Computer programs purchased from the work of computer nerds is not my idea of comprehensive structural analysis. Complacency can be bred into analysis by trusting that all the details have been addressed. Some modern day disasters have been the result of so-called computer routines that may have overlooked some finer details, like connections, wind/snow/rain effects, thermal effects, fatigue, material defects, etc.

In aviation design we had pre-release design reviews staffed by a number of grey beards with a few cycles of experience under their belts. They posed pointed questions that got the design engineers thinking along avenues not considered before.

I remember when early composite fan blades were fabricated and bonded with questionable mid planes. The outer zones were face to face bonded, but the mid plane was the bonded juncture of edges. Typically, in bird strike research, failure was at the midplane, and some engineers even claimed that it was a good thing. I pointed out that all bonded zones should be face to face, not edge to edge.

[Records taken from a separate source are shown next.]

use mongodb::bson::Document;

/// Per-repository behaviour knobs, fixed at construction time.
#[derive(Debug, Clone)]
pub struct RepositoryConfig {
    /// When `true`, read paths exclude records flagged as soft-deleted
    /// unless the call opts back in via `included_soft_deleted`.
    pub soft_delete_supported: bool,
    /// Field name used by the `*_by_id` operations.
    pub primary_key: String,
}

impl Default for RepositoryConfig {
    fn default() -> Self {
        Self {
            soft_delete_supported: false,
            primary_key: crate::DEFAULT_PRIMARY_KEY.to_string(),
        }
    }
}

impl RepositoryConfig {
    pub fn with_soft_delete() -> Self {
        Self {
            soft_delete_supported: true,
            ..Self::default()
        }
    }

    pub fn primary_key(mut self, key: impl Into<String>) -> Self {
        self.primary_key = key.into();
        self
    }
}

/// Options for single-record reads.
#[derive(Debug, Clone, Default)]
pub struct ReadOptions {
    /// Include soft-deleted records even when the repository
    /// supports soft deletion.
    pub included_soft_deleted: bool,
}

impl ReadOptions {
    pub fn with_soft_deleted() -> Self {
        Self {
            included_soft_deleted: true,
        }
    }
}

/// Options for multi-record reads.
#[derive(Debug, Clone, Default)]
pub struct FindOptions {
    pub included_soft_deleted: bool,
    pub skip: Option<u64>,
    pub limit: Option<i64>,
    pub sort: Option<Document>,
}

impl FindOptions {
    pub fn with_soft_deleted() -> Self {
        Self {
            included_soft_deleted: true,
            ..Self::default()
        }
    }

    pub fn skip(mut self, skip: u64) -> Self {
        self.skip = Some(skip);
        self
    }

    pub fn limit(mut self, limit: i64) -> Self {
        self.limit = Some(limit);
        self
    }

    pub fn sort(mut self, sort: Document) -> Self {
        self.sort = Some(sort);
        self
    }
}

/// Options for update operations.
#[derive(Debug, Clone, Default)]
pub struct UpdateOptions {
    pub included_soft_deleted: bool,
    /// Insert a new record when the filter matches nothing.
    pub upsert: bool,
}

impl UpdateOptions {
    pub fn with_soft_deleted() -> Self {
        Self {
            included_soft_deleted: true,
            ..Self::default()
        }
    }

    pub fn upsert() -> Self {
        Self {
            upsert: true,
            ..Self::default()
        }
    }
}
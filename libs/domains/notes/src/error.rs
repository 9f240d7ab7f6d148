use axum::response::{IntoResponse, Response};
use axum_helpers::AppError;
use mongo_repository::RepositoryError;
use thiserror::Error;

#[derive(Debug, Error)]
pub enum NoteError {
    #[error("Note not found")]
    NotFound,

    #[error("Invalid input: {0}")]
    Validation(String),

    #[error("Database error: {0}")]
    Database(#[from] mongodb::error::Error),

    #[error("Internal error: {0}")]
    Internal(String),
}

pub type NoteResult<T> = Result<T, NoteError>;

impl From<RepositoryError> for NoteError {
    fn from(err: RepositoryError) -> Self {
        match err {
            RepositoryError::NotFound => NoteError::NotFound,
            RepositoryError::Database(e) => NoteError::Database(e),
            RepositoryError::Serialize(e) => NoteError::Internal(e.to_string()),
            RepositoryError::Deserialize(e) => NoteError::Internal(e.to_string()),
        }
    }
}

/// Convert NoteError to AppError for standardized error responses
impl From<NoteError> for AppError {
    fn from(err: NoteError) -> Self {
        match err {
            NoteError::NotFound => AppError::NotFound("Note not found".to_string()),
            NoteError::Validation(msg) => AppError::BadRequest(msg),
            // Keeps the driver error so duplicate keys map to 409
            NoteError::Database(e) => AppError::Database(e),
            NoteError::Internal(msg) => AppError::InternalServerError(msg),
        }
    }
}

impl IntoResponse for NoteError {
    fn into_response(self) -> Response {
        // Convert to AppError for the standardized error response format
        let app_error: AppError = self.into();
        app_error.into_response()
    }
}
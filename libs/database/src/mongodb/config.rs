use core_config::{ConfigError, FromEnv};

/// MongoDB database configuration
///
/// Construct manually or load from environment variables via [`FromEnv`].
///
/// # Example
///
/// ```ignore
/// use database::mongodb::MongoConfig;
///
/// let config = MongoConfig::with_database("mongodb://localhost:27017", "mydb");
/// ```
#[derive(Clone, Debug)]
pub struct MongoConfig {
    /// MongoDB connection URL
    /// Format: mongodb://[username:password@]host[:port][/database][?options]
    pub url: String,

    /// Database name to use
    pub database: String,

    /// Optional application name for server logs
    pub app_name: Option<String>,

    /// Maximum number of connections in the pool
    pub max_pool_size: u32,

    /// Minimum number of connections in the pool
    pub min_pool_size: u32,

    /// Connection timeout in seconds
    pub connect_timeout_secs: u64,

    /// Server selection timeout in seconds
    pub server_selection_timeout_secs: u64,
}

impl MongoConfig {
    /// Create a new MongoConfig with just a URL and the default database
    pub fn new(url: impl Into<String>) -> Self {
        Self {
            url: url.into(),
            ..Self::default()
        }
    }

    /// Create a MongoConfig with a specific database name
    pub fn with_database(url: impl Into<String>, database: impl Into<String>) -> Self {
        Self {
            url: url.into(),
            database: database.into(),
            ..Self::default()
        }
    }

    /// Set the application name for server logs
    pub fn with_app_name(mut self, app_name: impl Into<String>) -> Self {
        self.app_name = Some(app_name.into());
        self
    }

    pub fn url(&self) -> &str {
        &self.url
    }

    pub fn database(&self) -> &str {
        &self.database
    }
}

impl Default for MongoConfig {
    fn default() -> Self {
        Self {
            url: "mongodb://localhost:27017".to_string(),
            database: "default".to_string(),
            app_name: None,
            max_pool_size: 100,
            min_pool_size: 5,
            connect_timeout_secs: 10,
            server_selection_timeout_secs: 30,
        }
    }
}

/// Load MongoConfig from environment variables
///
/// Environment variables:
/// - `MONGODB_URL` or `MONGO_URL` (required) - connection string
/// - `MONGODB_DATABASE` or `MONGO_DATABASE` (required) - database name
/// - `MONGODB_APP_NAME` (optional) - application name for server logs
/// - `MONGODB_MAX_POOL_SIZE` (optional, default: 100)
/// - `MONGODB_MIN_POOL_SIZE` (optional, default: 5)
/// - `MONGODB_CONNECT_TIMEOUT_SECS` (optional, default: 10)
/// - `MONGODB_SERVER_SELECTION_TIMEOUT_SECS` (optional, default: 30)
impl FromEnv for MongoConfig {
    fn from_env() -> Result<Self, ConfigError> {
        let url = std::env::var("MONGODB_URL")
            .or_else(|_| std::env::var("MONGO_URL"))
            .map_err(|_| ConfigError::MissingEnvVar("MONGODB_URL or MONGO_URL".to_string()))?;

        let database = std::env::var("MONGODB_DATABASE")
            .or_else(|_| std::env::var("MONGO_DATABASE"))
            .map_err(|_| {
                ConfigError::MissingEnvVar("MONGODB_DATABASE or MONGO_DATABASE".to_string())
            })?;

        let app_name = std::env::var("MONGODB_APP_NAME").ok();

        let max_pool_size = parse_env_or("MONGODB_MAX_POOL_SIZE", "100")?;
        let min_pool_size = parse_env_or("MONGODB_MIN_POOL_SIZE", "5")?;
        let connect_timeout_secs = parse_env_or("MONGODB_CONNECT_TIMEOUT_SECS", "10")?;
        let server_selection_timeout_secs =
            parse_env_or("MONGODB_SERVER_SELECTION_TIMEOUT_SECS", "30")?;

        Ok(Self {
            url,
            database,
            app_name,
            max_pool_size,
            min_pool_size,
            connect_timeout_secs,
            server_selection_timeout_secs,
        })
    }
}

fn parse_env_or<T: std::str::FromStr>(key: &str, default: &str) -> Result<T, ConfigError>
where
    T::Err: std::fmt::Display,
{
    std::env::var(key)
        .unwrap_or_else(|_| default.to_string())
        .parse()
        .map_err(|e: T::Err| ConfigError::ParseError {
            key: key.to_string(),
            details: format!("{}", e),
        })
}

This is the kind of dialogue that comes out of thoughtful considerations of the details, and computer programs are liable to overlook such finer details.

RE: For all the old geisers

What's a removable disk? winky smile

RE: For all the old geisers

Jistre
Its made of vinyl and is covered in a spiral groove, one on each side, made by recording sounds.
By spinning it at about 78rpm and resting a needle in the groove, the vibrations created in the needle are converted to sound in this big trumpet thing like a megaphone.
This is a great device, especially when it is the Ink Spots singing "Whispering Grass", one of my favourites.
 

JMW
www.ViscoAnalyser.com
 

RE: For all the old geisers

Even the Jaz isn't THAT old, and that was 100 MB on a disk that was probably 25 times smaller and 100 times lighter.

As for software, I'm not convinced that argument is valid.  Software is a tool.  The fact that someone uses a staplegun as a hammer shouldn't be blamed on the staple gun.  Things are left off simply because the projects are really too complex for humans to deal with.  I work on a BIG PROGRAM, where there are guys whose sole job is "gap analysis," to determine which ORD requirements weren't flowed or correctly flowed downward, and there are TONS of them.  And this is from an organization CERTIFIED to have the highest possible and best levels of systems engineering processes.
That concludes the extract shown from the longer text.